Italy imposes its harshest new restrictions since the spring as the nation registers a record high number of new coronavirus cases.
Italy has imposed fresh restrictions including the closures of bars and restaurants at 18.00 to curb a second wave of covid-19, with a record 19,644 new coronavirus cases registered yesterday, 24 October.
The latest decree, whose contents were outlined today in a televised address by premier Giuseppe Conte, are effective from midnight tonight until Tuesday 24 November.
The new restrictions, agreed in collaboration with regional authorities, seek to further limit social contacts and gatherings of people, particularly at night.
However the decree does not impose a nationwide curfew or lockdown, with shops and most businesses to stay open.
Conte has repeatedly insisted that he wants to avert a blanket national lockdown, saying it would wreck the already fragile economy.
Bars, pubs and restaurants
From tomorrow, bars, pubs, restaurants, ice cream parlours and pastry shops must close every day at 18.00, with restaurants permitted to sell takeaway food until midnight.
Premises serving food and drink may open between 05.00 and 18.00. It is also forbidden to consume food and drinks in public places after 18.00.
There is a new "rule of four" for restaurants, with a maximum of four people per table, unless they are co-habiting.
Parties following religious or civil ceremonies, including weddings, will be banned.
Gyms, pools, bingo halls
The new anti-covid restrictions will close gyms, swimming pools, spas, wellness centres, casinos, betting shops and bingo halls.
Cinemas and theatres
The decree shuts all cinemas, theatres and concert halls, however museums will remain open, under strict visiting rules.
The decree includes the "strongly recommendation" for people "not to move, by public or private transport, except for work, study, health reasons, for situations of necessity, to carry out activities or use services that have not been suspended."

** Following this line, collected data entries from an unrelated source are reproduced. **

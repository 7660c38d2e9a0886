//! Repeated simultaneous-move matrix game.

use super::moves::MoveParser;
use super::pair::{Pair, Side};
use super::payoff::{PayoffTable, combination_key};
use super::round::RoundRecord;
use crate::agent::{Agent, MemoryUpdate, NEUTRAL_EMOTION, NO_MEMORY_UPDATE, StepPrompt};
use crate::error::{AgentError, ConfigError, Result};
use crate::logger::TwoAgentsLogger;
use serde::{Deserialize, Serialize};

/// Independent switches for the emotion side channels of a repeated game.
#[derive(Debug, Clone, Copy, PartialEq, Eq, Default, Serialize, Deserialize)]
#[serde(default)]
pub struct EmotionFlags {
    /// Query, store and log each side's private emotion every round.
    pub check_inner: bool,
    /// Query and log each side's displayed emotion every round.
    pub demonstrate_outer: bool,
    /// Feed a side's own displayed emotion into its memory update.
    pub memorize_demonstrated: bool,
    /// Feed the opponent's displayed emotion into a side's memory update.
    pub memorize_seen: bool,
}

/// Outcome counters of one repeated-game run.
#[derive(Debug, Clone, Copy, PartialEq, Eq, Default, Serialize)]
pub struct TableRunSummary {
    pub completed_rounds: usize,
    pub skipped_rounds: usize,
}

#[derive(Debug, Clone)]
pub struct RepeatedTableGame {
    payoffs: PayoffTable,
    parser: MoveParser,
    n_steps: usize,
    flags: EmotionFlags,
}

impl RepeatedTableGame {
    pub fn new(
        payoffs: PayoffTable,
        n_steps: usize,
        flags: EmotionFlags,
    ) -> std::result::Result<Self, ConfigError> {
        if n_steps == 0 {
            return Err(ConfigError::Validation(
                "n_steps must be a positive integer".into(),
            ));
        }
        let parser = MoveParser::new(payoffs.alphabet());
        Ok(Self {
            payoffs,
            parser,
            n_steps,
            flags,
        })
    }

    pub fn payoffs(&self) -> &PayoffTable {
        &self.payoffs
    }

    pub fn n_steps(&self) -> usize {
        self.n_steps
    }

    pub fn flags(&self) -> EmotionFlags {
        self.flags
    }

    /// Plays exactly `n_steps` rounds. Unparseable moves and missing payoff
    /// entries are handled per round; only collaborator and logger failures
    /// end the run early.
    pub async fn run<'a>(
        &self,
        agent1: &'a mut dyn Agent,
        agent2: &'a mut dyn Agent,
        logger: &TwoAgentsLogger,
    ) -> Result<TableRunSummary> {
        tracing::info!(
            run = %logger.run(),
            agent1 = agent1.name(),
            agent2 = agent2.name(),
            n_steps = self.n_steps,
            "starting repeated game"
        );

        let mut agents = Pair::new(agent1, agent2);
        for side in Side::BOTH {
            agents
                .get_mut(side)
                .init_memory()
                .await
                .map_err(|e| AgentError::collaborator(side, "init_memory", e))?;
        }

        let mut summary = TableRunSummary::default();
        for step_num in 0..self.n_steps {
            match self.play_round(&mut agents, step_num).await? {
                Some(record) => {
                    record.persist(logger)?;
                    summary.completed_rounds += 1;
                }
                None => summary.skipped_rounds += 1,
            }
        }

        tracing::info!(
            run = %logger.run(),
            completed = summary.completed_rounds,
            skipped = summary.skipped_rounds,
            "repeated game finished"
        );
        Ok(summary)
    }

    async fn play_round(
        &self,
        agents: &mut Pair<&mut dyn Agent>,
        step_num: usize,
    ) -> Result<Option<RoundRecord>> {
        // Side 2 is asked only after side 1 has answered, and never sees it.
        let mut raw = Pair::<String>::default();
        let mut scratchpads = Pair::<Option<String>>::default();
        for side in Side::BOTH {
            let output = agents
                .get_mut(side)
                .make_step(StepPrompt::Round(step_num))
                .await
                .map_err(|e| AgentError::collaborator(side, "make_step", e))?;
            *raw.get_mut(side) = output.decision;
            *scratchpads.get_mut(side) = output.scratchpad;
        }

        let moves = Pair::new(
            self.resolve_move(&raw.agent1, Side::Agent1, step_num),
            self.resolve_move(&raw.agent2, Side::Agent2, step_num),
        );

        let Some(payoffs) = self.payoffs.lookup(moves) else {
            tracing::error!(
                round = step_num,
                combination = %combination_key(moves),
                raw_agent1 = %raw.agent1,
                raw_agent2 = %raw.agent2,
                "move combination missing from payoff table, skipping round"
            );
            return Ok(None);
        };

        let inner_emotions = if self.flags.check_inner {
            let mut labels = Pair::<String>::default();
            for side in Side::BOTH {
                let agent = agents.get_mut(side);
                let label = match agent.emotions() {
                    Some(emotions) => {
                        let label = emotions
                            .inner_emotion()
                            .await
                            .map_err(|e| AgentError::collaborator(side, "inner_emotion", e))?;
                        emotions.update_emotion_memory(&label);
                        label
                    }
                    None => NEUTRAL_EMOTION.to_string(),
                };
                *labels.get_mut(side) = label;
            }
            Some(labels)
        } else {
            None
        };

        let outer_emotions = if self.flags.demonstrate_outer {
            let mut labels = Pair::<String>::default();
            for side in Side::BOTH {
                let label = match agents.get_mut(side).emotions() {
                    Some(emotions) => emotions
                        .outer_emotion()
                        .await
                        .map_err(|e| AgentError::collaborator(side, "outer_emotion", e))?,
                    None => NEUTRAL_EMOTION.to_string(),
                };
                *labels.get_mut(side) = label;
            }
            Some(labels)
        } else {
            None
        };

        let shown = outer_emotions
            .clone()
            .filter(|_| self.flags.memorize_demonstrated)
            .map_or_else(Pair::default, |labels| labels.map(Some));
        let seen = outer_emotions
            .clone()
            .filter(|_| self.flags.memorize_seen)
            .map_or_else(Pair::default, |labels| labels.map(Some).swapped());
        let inner = inner_emotions
            .clone()
            .map_or_else(Pair::default, |labels| labels.map(Some));

        let mut memory = Pair::<String>::default();
        for side in Side::BOTH {
            let other = side.opponent();
            let update = MemoryUpdate {
                own_move: *moves.get(side),
                opponent_move: *moves.get(other),
                own_payoff: *payoffs.get(side),
                opponent_payoff: *payoffs.get(other),
                round: step_num,
                inner_emotion: inner.get(side).clone(),
                outer_emotion: shown.get(side).clone(),
                opponent_outer_emotion: seen.get(side).clone(),
            };
            let summary = match agents.get_mut(side).memory() {
                Some(memory) => memory
                    .update_memory(&update)
                    .await
                    .map_err(|e| AgentError::collaborator(side, "update_memory", e))?,
                None => NO_MEMORY_UPDATE.to_string(),
            };
            *memory.get_mut(side) = summary;
        }

        tracing::debug!(
            round = step_num,
            agent1 = %moves.agent1,
            agent2 = %moves.agent2,
            payoff_agent1 = payoffs.agent1,
            payoff_agent2 = payoffs.agent2,
            "round resolved"
        );

        Ok(Some(RoundRecord {
            round: step_num,
            moves,
            payoffs,
            scratchpads,
            inner_emotions,
            outer_emotions,
            memory,
        }))
    }

    /// Parses one side's reply, substituting the first legal move when the
    /// reply names none.
    fn resolve_move(&self, raw: &str, side: Side, round: usize) -> char {
        if let Some(parsed) = self.parser.parse(raw) {
            return parsed;
        }
        let fallback = self.parser.alphabet()[0];
        tracing::warn!(
            round,
            side = %side,
            raw,
            alphabet = ?self.parser.alphabet(),
            fallback = %fallback,
            "unparseable move, using fallback"
        );
        fallback
    }
}

#[cfg(test)]
mod tests {
    use super::*;
    use crate::agent::{FixedMoveAgent, StepOutput};
    use crate::game::PayoffEntry;
    use crate::logger::{RunIdentity, csv};
    use async_trait::async_trait;
    use std::fs;
    use tempfile::TempDir;

    struct Scripted {
        replies: Vec<&'static str>,
    }

    #[async_trait]
    impl Agent for Scripted {
        fn name(&self) -> &str {
            "scripted"
        }

        async fn init_memory(&mut self) -> anyhow::Result<()> {
            Ok(())
        }

        async fn make_step(&mut self, prompt: StepPrompt) -> anyhow::Result<StepOutput> {
            let round = prompt.round().unwrap_or(0);
            Ok(self.replies[round % self.replies.len()].into())
        }
    }

    fn rows(dir: &std::path::Path, file: &str) -> Vec<Vec<String>> {
        csv::read_rows(&fs::read_to_string(dir.join(file)).unwrap_or_default())
    }

    #[test]
    fn zero_rounds_is_rejected() {
        assert!(
            RepeatedTableGame::new(PayoffTable::prisoners_dilemma(), 0, EmotionFlags::default())
                .is_err()
        );
    }

    #[tokio::test]
    async fn fallback_move_is_first_alphabet_member() {
        let tmp = TempDir::new().unwrap();
        let logger = TwoAgentsLogger::for_games(tmp.path(), RunIdentity::named("r")).unwrap();
        let game =
            RepeatedTableGame::new(PayoffTable::prisoners_dilemma(), 2, EmotionFlags::default())
                .unwrap();
        let mut a = Scripted {
            replies: vec!["I dunno"],
        };
        let mut b = FixedMoveAgent::new('F');
        let summary = game.run(&mut a, &mut b, &logger).await.unwrap();

        assert_eq!(summary.completed_rounds, 2);
        let decisions = rows(logger.run_dir(), "decisions.csv");
        assert!(decisions.iter().all(|row| row[1..] == ["J", "F"]));
    }

    #[tokio::test]
    async fn missing_payoff_entry_skips_round() {
        let tmp = TempDir::new().unwrap();
        let logger = TwoAgentsLogger::for_games(tmp.path(), RunIdentity::named("r")).unwrap();
        let table = PayoffTable::new(vec![
            PayoffEntry::new("JJ", 3.0, 3.0),
            PayoffEntry::new("FF", 1.0, 1.0),
        ])
        .unwrap();
        let game = RepeatedTableGame::new(table, 3, EmotionFlags::default()).unwrap();
        let mut a = Scripted {
            replies: vec!["J", "J", "J"],
        };
        let mut b = Scripted {
            replies: vec!["J", "F", "J"],
        };
        let summary = game.run(&mut a, &mut b, &logger).await.unwrap();

        assert_eq!(summary.completed_rounds, 2);
        assert_eq!(summary.skipped_rounds, 1);
        assert_eq!(rows(logger.run_dir(), "decisions.csv").len(), 2);
        assert_eq!(rows(logger.run_dir(), "memory.csv").len(), 2);
    }

    #[tokio::test]
    async fn agents_without_capabilities_get_placeholders() {
        let tmp = TempDir::new().unwrap();
        let logger = TwoAgentsLogger::for_games(tmp.path(), RunIdentity::named("r")).unwrap();
        let flags = EmotionFlags {
            check_inner: true,
            demonstrate_outer: true,
            memorize_demonstrated: true,
            memorize_seen: true,
        };
        let game = RepeatedTableGame::new(PayoffTable::prisoners_dilemma(), 1, flags).unwrap();
        let mut a = FixedMoveAgent::new('J');
        let mut b = FixedMoveAgent::new('J');
        game.run(&mut a, &mut b, &logger).await.unwrap();

        let inner = rows(logger.run_dir(), "inner_emotions.csv");
        assert_eq!(&inner[0][1..], ["neutral", "neutral"]);
        let outer = rows(logger.run_dir(), "outer_emotions.csv");
        assert_eq!(&outer[0][1..], ["neutral", "neutral"]);
        let memory = rows(logger.run_dir(), "memory.csv");
        assert_eq!(&memory[0][1..], [NO_MEMORY_UPDATE, NO_MEMORY_UPDATE]);
    }
}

There remains, therefore, free movement between Italy's regions.
Kindergartens, elementary and middle schools in Italy will remain open for face-to-face lessons however high school students are to receive "at least 75 per cent" of their lessons via remote teaching.

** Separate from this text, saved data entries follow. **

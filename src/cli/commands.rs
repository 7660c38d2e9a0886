use clap::{Parser, Subcommand};
use std::path::PathBuf;

/// `emogames` - Emotion-conditioned LLM agents in economic games.
#[derive(Parser, Debug)]
#[command(name = "emogames")]
#[command(version = "0.1.0")]
#[command(
    about = "Run repeated matrix games and money division games between LLM and scripted agents.",
    long_about = None
)]
pub struct Cli {
    /// Config file to use instead of ~/.emogames/config.toml
    #[arg(long, global = true)]
    pub config: Option<PathBuf>,

    #[command(subcommand)]
    pub command: Commands,
}

#[derive(Subcommand, Debug)]
pub enum Commands {
    /// Write the default configuration file
    Init {
        /// Overwrite an existing file
        #[arg(long)]
        force: bool,
    },

    /// Play the configured repeated matrix game
    Table {
        /// Run every model against every emotion in [table_sweep]
        #[arg(long)]
        sweep: bool,

        /// Only print the planned configurations
        #[arg(long, requires = "sweep")]
        dry_run: bool,
    },

    /// Play the configured dictator or ultimatum game
    Division {
        /// Run both phases of [division_sweep]
        #[arg(long)]
        sweep: bool,

        /// Only print the planned configurations
        #[arg(long, requires = "sweep")]
        dry_run: bool,
    },

    /// Aggregate finished runs into pivot tables
    Analyze {
        #[command(subcommand)]
        analyze_command: AnalyzeCommands,
    },
}

#[derive(Subcommand, Debug)]
pub enum AnalyzeCommands {
    /// Cooperation rate of agent 1 per model and emotion
    Table {
        /// Directory holding the run directories
        log_root: PathBuf,

        /// Only runs whose directory name starts with this prefix
        #[arg(long, default_value = "prisoner_dilemma")]
        prefix: String,

        /// Move counted as cooperation (defaults to naming.move1)
        #[arg(long)]
        cooperative_move: Option<char>,

        /// Write the pivot table as CSV
        #[arg(short, long)]
        output: Option<PathBuf>,
    },

    /// Kept share of proposers and accept rate of responders
    Division {
        log_root: PathBuf,

        /// Write the pivot tables as CSV; responders go to `<stem>_responder.csv`
        #[arg(short, long)]
        output: Option<PathBuf>,
    },
}
//! Game protocols and the pieces they are built from.

pub mod division;
pub mod moves;
pub mod pair;
pub mod payoff;
pub mod round;
pub mod table;

pub use division::{DivisionGame, DivisionOutcome, DivisionVariant, PARSE_FAILED_MARKER};
pub use moves::{MoveParser, Split, parse_accept_reject, parse_discrete_move, parse_numeric_split};
pub use pair::{Pair, Side};
pub use payoff::{PayoffEntry, PayoffTable};
pub use round::RoundRecord;
pub use table::{EmotionFlags, RepeatedTableGame, TableRunSummary};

Smart-working will also be encouraged as much as possible.
Curfews in Italian regions
Overnight curfews have been ordered by local governors in the regions of Campania (Naples), Lazio (Rome) and Lombardia (Milan), with similar measures expected in other regions in the coming days.
On the night of 23 October, crowds of protestors in Naples clashed with police over the curfew and the prospect of lockdown as threatened by Campania governor Vincenzo De Luca.
This was followed last night by violent clashes in Rome, in protest over the city's midnight curfew.